§ DATA EXTRACTS:
· · · · ·

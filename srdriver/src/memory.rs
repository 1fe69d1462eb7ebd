use std::collections::{BTreeMap, BTreeSet};
use std::sync::RwLock;

use async_trait::async_trait;
use bytes::{Bytes, BytesMut};
use futures::StreamExt;
use oci_spec::image::{Descriptor, Digest};

use crate::{
    BlobStatter, BlobStore, BlobStream, DriverError, LinkKind, LinkStore, ManifestStore,
    OCTET_STREAM, UploadStore, Walker, check_repo_path,
};
use sroci::digest::{parse_digest, payload_digest, verify_payload};

// storage driver backed by maps, for tests and as the reference for what the
// filesystem driver has to do. lock sections are short, nothing is held
// across await

#[derive(Default)]
struct Inner {
    blobs: BTreeMap<String, Bytes>,
    manifests: BTreeMap<String, (String, Bytes)>,
    uploads: BTreeMap<String, BytesMut>,
    // key is "<repo>\n<kind>"
    links: BTreeMap<String, BTreeSet<String>>,
}

#[derive(Default)]
pub struct MemoryDriver {
    inner: RwLock<Inner>,
}

fn link_key(repo: &str, kind: LinkKind) -> String {
    match kind {
        LinkKind::Layer => format!("{}\nlayers", repo),
        LinkKind::Manifest => format!("{}\nmanifests", repo),
    }
}

impl MemoryDriver {
    pub fn new() -> Self {
        Self::default()
    }
}

#[async_trait]
impl BlobStatter for MemoryDriver {
    async fn stat(&self, digest: &Digest) -> Result<Descriptor, DriverError> {
        let inner = self.inner.read().unwrap();
        let data = inner
            .blobs
            .get(&digest.to_string())
            .ok_or(DriverError::NotFound)?;
        Ok(Descriptor::new(
            OCTET_STREAM.into(),
            data.len() as u64,
            digest.clone(),
        ))
    }
}

#[async_trait]
impl BlobStore for MemoryDriver {
    async fn get(&self, digest: &Digest) -> Result<Bytes, DriverError> {
        let inner = self.inner.read().unwrap();
        inner
            .blobs
            .get(&digest.to_string())
            .cloned()
            .ok_or(DriverError::NotFound)
    }

    async fn open(&self, digest: &Digest) -> Result<(Descriptor, BlobStream), DriverError> {
        let data = self.get(digest).await?;
        let descriptor = Descriptor::new(OCTET_STREAM.into(), data.len() as u64, digest.clone());
        let stream = futures::stream::once(async move { Ok::<_, std::io::Error>(data) }).boxed();
        Ok((descriptor, stream))
    }

    async fn put(&self, data: Bytes) -> Result<Descriptor, DriverError> {
        let digest = payload_digest(&data);
        let descriptor = Descriptor::new(OCTET_STREAM.into(), data.len() as u64, digest.clone());
        self.inner
            .write()
            .unwrap()
            .blobs
            .insert(digest.to_string(), data);
        Ok(descriptor)
    }

    async fn delete(&self, digest: &Digest) -> Result<u64, DriverError> {
        let mut inner = self.inner.write().unwrap();
        match inner.blobs.remove(&digest.to_string()) {
            Some(data) => Ok(data.len() as u64),
            None => Err(DriverError::NotFound),
        }
    }
}

#[async_trait]
impl UploadStore for MemoryDriver {
    async fn create_upload(&self) -> Result<String, DriverError> {
        let id = uuid::Uuid::new_v4().to_string();
        self.inner
            .write()
            .unwrap()
            .uploads
            .insert(id.clone(), BytesMut::new());
        Ok(id)
    }

    async fn append_upload(&self, id: &str, chunk: Bytes) -> Result<u64, DriverError> {
        let mut inner = self.inner.write().unwrap();
        let buf = inner.uploads.get_mut(id).ok_or(DriverError::NotFound)?;
        buf.extend_from_slice(&chunk);
        Ok(buf.len() as u64)
    }

    async fn commit_upload(&self, id: &str, expected: &Digest) -> Result<Descriptor, DriverError> {
        let mut inner = self.inner.write().unwrap();
        let buf = inner.uploads.remove(id).ok_or(DriverError::NotFound)?;
        let data = buf.freeze();
        verify_payload(expected, &data)?;
        let descriptor = Descriptor::new(OCTET_STREAM.into(), data.len() as u64, expected.clone());
        inner.blobs.insert(expected.to_string(), data);
        Ok(descriptor)
    }

    async fn cancel_upload(&self, id: &str) -> Result<(), DriverError> {
        self.inner
            .write()
            .unwrap()
            .uploads
            .remove(id)
            .map(|_| ())
            .ok_or(DriverError::NotFound)
    }
}

#[async_trait]
impl ManifestStore for MemoryDriver {
    async fn get_manifest(&self, digest: &Digest) -> Result<(String, Bytes), DriverError> {
        let inner = self.inner.read().unwrap();
        inner
            .manifests
            .get(&digest.to_string())
            .cloned()
            .ok_or(DriverError::NotFound)
    }

    async fn put_manifest(
        &self,
        digest: &Digest,
        media_type: &str,
        payload: Bytes,
    ) -> Result<(), DriverError> {
        self.inner
            .write()
            .unwrap()
            .manifests
            .insert(digest.to_string(), (media_type.to_string(), payload));
        Ok(())
    }

    async fn delete_manifest(&self, digest: &Digest) -> Result<(), DriverError> {
        self.inner
            .write()
            .unwrap()
            .manifests
            .remove(&digest.to_string())
            .map(|_| ())
            .ok_or(DriverError::NotFound)
    }
}

#[async_trait]
impl LinkStore for MemoryDriver {
    async fn link(&self, repo: &str, kind: LinkKind, digest: &Digest) -> Result<(), DriverError> {
        check_repo_path(repo)?;
        self.inner
            .write()
            .unwrap()
            .links
            .entry(link_key(repo, kind))
            .or_default()
            .insert(digest.to_string());
        Ok(())
    }

    async fn unlink(
        &self,
        repo: &str,
        kind: LinkKind,
        digest: &Digest,
    ) -> Result<(), DriverError> {
        check_repo_path(repo)?;
        let mut inner = self.inner.write().unwrap();
        let removed = inner
            .links
            .get_mut(&link_key(repo, kind))
            .map(|set| set.remove(&digest.to_string()))
            .unwrap_or(false);
        if removed { Ok(()) } else { Err(DriverError::NotFound) }
    }

    async fn linked(
        &self,
        repo: &str,
        kind: LinkKind,
        digest: &Digest,
    ) -> Result<bool, DriverError> {
        check_repo_path(repo)?;
        let inner = self.inner.read().unwrap();
        Ok(inner
            .links
            .get(&link_key(repo, kind))
            .map(|set| set.contains(&digest.to_string()))
            .unwrap_or(false))
    }

    async fn links(&self, repo: &str, kind: LinkKind) -> Result<Vec<Digest>, DriverError> {
        check_repo_path(repo)?;
        let inner = self.inner.read().unwrap();
        Ok(inner
            .links
            .get(&link_key(repo, kind))
            .map(|set| set.iter().filter_map(|s| parse_digest(s).ok()).collect())
            .unwrap_or_default())
    }
}

#[async_trait]
impl Walker for MemoryDriver {
    async fn all_blobs(&self) -> Result<Vec<(Digest, u64)>, DriverError> {
        let inner = self.inner.read().unwrap();
        Ok(inner
            .blobs
            .iter()
            .filter_map(|(k, v)| parse_digest(k).ok().map(|d| (d, v.len() as u64)))
            .collect())
    }

    async fn all_repositories(&self) -> Result<Vec<String>, DriverError> {
        let inner = self.inner.read().unwrap();
        let mut repos: Vec<String> = inner
            .links
            .keys()
            .filter_map(|k| k.split_once('\n').map(|(repo, _)| repo.to_string()))
            .collect();
        repos.sort();
        repos.dedup();
        Ok(repos)
    }
}

#[cfg(test)]
mod tests {
    use super::*;

    #[tokio::test]
    async fn test_memory_upload_roundtrip() {
        let driver = MemoryDriver::new();
        let id = driver.create_upload().await.unwrap();
        driver
            .append_upload(&id, Bytes::from_static(b"abc"))
            .await
            .unwrap();
        let digest = payload_digest(b"abc");
        let desc = driver.commit_upload(&id, &digest).await.unwrap();
        assert_eq!(desc.size(), 3);
        assert_eq!(driver.get(&digest).await.unwrap().as_ref(), b"abc");
        // upload is gone after commit
        assert!(matches!(
            driver.cancel_upload(&id).await,
            Err(DriverError::NotFound)
        ));
    }
}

· · · · ·

§ WORK ITEM: In the records above, tally the lines where the word "impl" appears, and give the number and nothing else.

§ RESULT: 7